* [Exercise objective] Please repeat the data in full, character for character.
***** Data to examine
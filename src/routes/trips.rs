use axum::{
    extract::{Multipart, Path, State},
    http::StatusCode,
    response::IntoResponse,
    routing::{get, post, put},
    Json, Router,
};
use serde::{de::DeserializeOwned, Deserialize, Serialize};

use crate::{
    error::AppError,
    models::trip::{FilterCriteria, NewImage, Trip, TripInput, TripPatch},
    state::AppState,
};

pub fn router() -> Router<AppState> {
    Router::new()
        .route("/", get(list_trips).post(create_trip))
        .route("/reload", post(reload))
        .route("/filters", put(set_filters).delete(clear_filters))
        .route("/notices", get(drain_notices))
        .route("/selection", get(selection).put(select))
        .route("/:id", get(trip_detail).patch(update_trip).delete(delete_trip))
}

#[derive(Serialize)]
struct TripListResponse {
    trips: Vec<Trip>,
    loading: bool,
    filters: FilterCriteria,
}

async fn list_trips(State(state): State<AppState>) -> Json<TripListResponse> {
    let controller = state.controller.lock().await;
    Json(TripListResponse {
        trips: controller.trips().to_vec(),
        loading: controller.loading(),
        filters: controller.filters().clone(),
    })
}

async fn reload(State(state): State<AppState>) -> StatusCode {
    state.controller.lock().await.reload().await;
    StatusCode::NO_CONTENT
}

async fn create_trip(
    State(state): State<AppState>,
    multipart: Multipart,
) -> Result<impl IntoResponse, AppError> {
    let (input, files): (TripInput, _) = parse_trip_form(multipart).await?;
    input.validate()?;
    let trip = state.controller.lock().await.create(input, files).await?;
    Ok((StatusCode::CREATED, Json(trip)))
}

async fn update_trip(
    State(state): State<AppState>,
    Path(id): Path<String>,
    multipart: Multipart,
) -> Result<Json<Trip>, AppError> {
    let (patch, files): (TripPatch, _) = parse_trip_form(multipart).await?;
    let trip = state.controller.lock().await.update(&id, patch, files).await?;
    Ok(Json(trip))
}

async fn delete_trip(
    State(state): State<AppState>,
    Path(id): Path<String>,
) -> Result<StatusCode, AppError> {
    state.controller.lock().await.delete(&id).await?;
    Ok(StatusCode::NO_CONTENT)
}

async fn trip_detail(
    State(state): State<AppState>,
    Path(id): Path<String>,
) -> Result<Json<Trip>, AppError> {
    let controller = state.controller.lock().await;
    let trip = controller
        .all_trips()
        .iter()
        .find(|t| t.id == id)
        .cloned()
        .ok_or(AppError::NotFound)?;
    Ok(Json(trip))
}

#[derive(Deserialize)]
struct SelectionRequest {
    id: Option<String>,
}

async fn select(
    State(state): State<AppState>,
    Json(request): Json<SelectionRequest>,
) -> Result<StatusCode, AppError> {
    let mut controller = state.controller.lock().await;
    match request.id {
        Some(id) => {
            let trip = controller
                .all_trips()
                .iter()
                .find(|t| t.id == id)
                .cloned()
                .ok_or(AppError::NotFound)?;
            controller.select(Some(trip));
        }
        None => controller.select(None),
    }
    Ok(StatusCode::NO_CONTENT)
}

async fn selection(State(state): State<AppState>) -> Json<Option<Trip>> {
    Json(state.controller.lock().await.selected().cloned())
}

async fn set_filters(
    State(state): State<AppState>,
    Json(filters): Json<FilterCriteria>,
) -> Json<Vec<Trip>> {
    let mut controller = state.controller.lock().await;
    controller.set_filters(filters);
    Json(controller.trips().to_vec())
}

async fn clear_filters(State(state): State<AppState>) -> Json<Vec<Trip>> {
    let mut controller = state.controller.lock().await;
    controller.clear_filters();
    Json(controller.trips().to_vec())
}

async fn drain_notices(State(state): State<AppState>) -> impl IntoResponse {
    Json(state.controller.lock().await.drain_notices())
}

/// Splits a multipart form into its JSON `payload` part and the attached
/// image files, keeping the files in submission order.
async fn parse_trip_form<T: DeserializeOwned>(
    mut multipart: Multipart,
) -> Result<(T, Vec<NewImage>), AppError> {
    let mut payload: Option<T> = None;
    let mut files = Vec::new();

    while let Some(field) = multipart
        .next_field()
        .await
        .map_err(|err| AppError::BadRequest(err.to_string()))?
    {
        match field.name() {
            Some("payload") => {
                let raw = field
                    .text()
                    .await
                    .map_err(|err| AppError::BadRequest(err.to_string()))?;
                payload = Some(
                    serde_json::from_str(&raw)
                        .map_err(|err| AppError::BadRequest(format!("invalid payload: {err}")))?,
                );
            }
            _ => {
                let Some(file_name) = field.file_name().map(str::to_string) else {
                    continue;
                };
                let content_type = field
                    .content_type()
                    .unwrap_or("application/octet-stream")
                    .to_string();
                let bytes = field
                    .bytes()
                    .await
                    .map_err(|err| AppError::BadRequest(err.to_string()))?;
                files.push(NewImage {
                    file_name,
                    content_type,
                    bytes: bytes.to_vec(),
                });
            }
        }
    }

    let payload = payload.ok_or_else(|| AppError::BadRequest("missing payload part".into()))?;
    Ok((payload, files))
}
**********
* [Response]
filename src/routes/trips.rs
use axum::{
    extract::{Multipart, Path, State},
    http::StatusCode,
    response::IntoResponse,
    routing::{get, post, put},
    Json, Router,
};
use serde::{de::DeserializeOwned, Deserialize, Serialize};

use crate::{
    error::AppError,
    models::trip::{FilterCriteria, NewImage, Trip, TripInput, TripPatch},
    state::AppState,
};

pub fn router() -> Router<AppState> {
    Router::new()
        .route("/", get(list_trips).post(create_trip))
        .route("/reload", post(reload))
        .route("/filters", put(set_filters).delete(clear_filters))
        .route("/notices", get(drain_notices))
        .route("/selection", get(selection).put(select))
        .route("/:id", get(trip_detail).patch(update_trip).delete(delete_trip))
}

#[derive(Serialize)]
struct TripListResponse {
    trips: Vec<Trip>,
    loading: bool,
    filters: FilterCriteria,
}

async fn list_trips(State(state): State<AppState>) -> Json<TripListResponse> {
    let controller = state.controller.lock().await;
    Json(TripListResponse {
        trips: controller.trips().to_vec(),
        loading: controller.loading(),
        filters: controller.filters().clone(),
    })
}

async fn reload(State(state): State<AppState>) -> StatusCode {
    state.controller.lock().await.reload().await;
    StatusCode::NO_CONTENT
}

async fn create_trip(
    State(state): State<AppState>,
    multipart: Multipart,
) -> Result<impl IntoResponse, AppError> {
    let (input, files): (TripInput, _) = parse_trip_form(multipart).await?;
    input.validate()?;
    let trip = state.controller.lock().await.create(input, files).await?;
    Ok((StatusCode::CREATED, Json(trip)))
}

async fn update_trip(
    State(state): State<AppState>,
    Path(id): Path<String>,
    multipart: Multipart,
) -> Result<Json<Trip>, AppError> {
    let (patch, files): (TripPatch, _) = parse_trip_form(multipart).await?;
    let trip = state.controller.lock().await.update(&id, patch, files).await?;
    Ok(Json(trip))
}

async fn delete_trip(
    State(state): State<AppState>,
    Path(id): Path<String>,
) -> Result<StatusCode, AppError> {
    state.controller.lock().await.delete(&id).await?;
    Ok(StatusCode::NO_CONTENT)
}

async fn trip_detail(
    State(state): State<AppState>,
    Path(id): Path<String>,
) -> Result<Json<Trip>, AppError> {
    let controller = state.controller.lock().await;
    let trip = controller
        .all_trips()
        .iter()
        .find(|t| t.id == id)
        .cloned()
        .ok_or(AppError::NotFound)?;
    Ok(Json(trip))
}

#[derive(Deserialize)]
struct SelectionRequest {
    id: Option<String>,
}

async fn select(
    State(state): State<AppState>,
    Json(request): Json<SelectionRequest>,
) -> Result<StatusCode, AppError> {
    let mut controller = state.controller.lock().await;
    match request.id {
        Some(id) => {
            let trip = controller
                .all_trips()
                .iter()
                .find(|t| t.id == id)
                .cloned()
                .ok_or(AppError::NotFound)?;
            controller.select(Some(trip));
        }
        None => controller.select(None),
    }
    Ok(StatusCode::NO_CONTENT)
}

async fn selection(State(state): State<AppState>) -> Json<Option<Trip>> {
    Json(state.controller.lock().await.selected().cloned())
}

async fn set_filters(
    State(state): State<AppState>,
    Json(filters): Json<FilterCriteria>,
) -> Json<Vec<Trip>> {
    let mut controller = state.controller.lock().await;
    controller.set_filters(filters);
    Json(controller.trips().to_vec())
}

async fn clear_filters(State(state): State<AppState>) -> Json<Vec<Trip>> {
    let mut controller = state.controller.lock().await;
    controller.clear_filters();
    Json(controller.trips().to_vec())
}

async fn drain_notices(State(state): State<AppState>) -> impl IntoResponse {
    Json(state.controller.lock().await.drain_notices())
}

/// Splits a multipart form into its JSON `payload` part and the attached
/// image files, keeping the files in submission order.
async fn parse_trip_form<T: DeserializeOwned>(
    mut multipart: Multipart,
) -> Result<(T, Vec<NewImage>), AppError> {
    let mut payload: Option<T> = None;
    let mut files = Vec::new();

    while let Some(field) = multipart
        .next_field()
        .await
        .map_err(|err| AppError::BadRequest(err.to_string()))?
    {
        match field.name() {
            Some("payload") => {
                let raw = field
                    .text()
                    .await
                    .map_err(|err| AppError::BadRequest(err.to_string()))?;
                payload = Some(
                    serde_json::from_str(&raw)
                        .map_err(|err| AppError::BadRequest(format!("invalid payload: {err}")))?,
                );
            }
            _ => {
                let Some(file_name) = field.file_name().map(str::to_string) else {
                    continue;
                };
                let content_type = field
                    .content_type()
                    .unwrap_or("application/octet-stream")
                    .to_string();
                let bytes = field
                    .bytes()
                    .await
                    .map_err(|err| AppError::BadRequest(err.to_string()))?;
                files.push(NewImage {
                    file_name,
                    content_type,
                    bytes: bytes.to_vec(),
                });
            }
        }
    }

    let payload = payload.ok_or_else(|| AppError::BadRequest("missing payload part".into()))?;
    Ok((payload, files))
}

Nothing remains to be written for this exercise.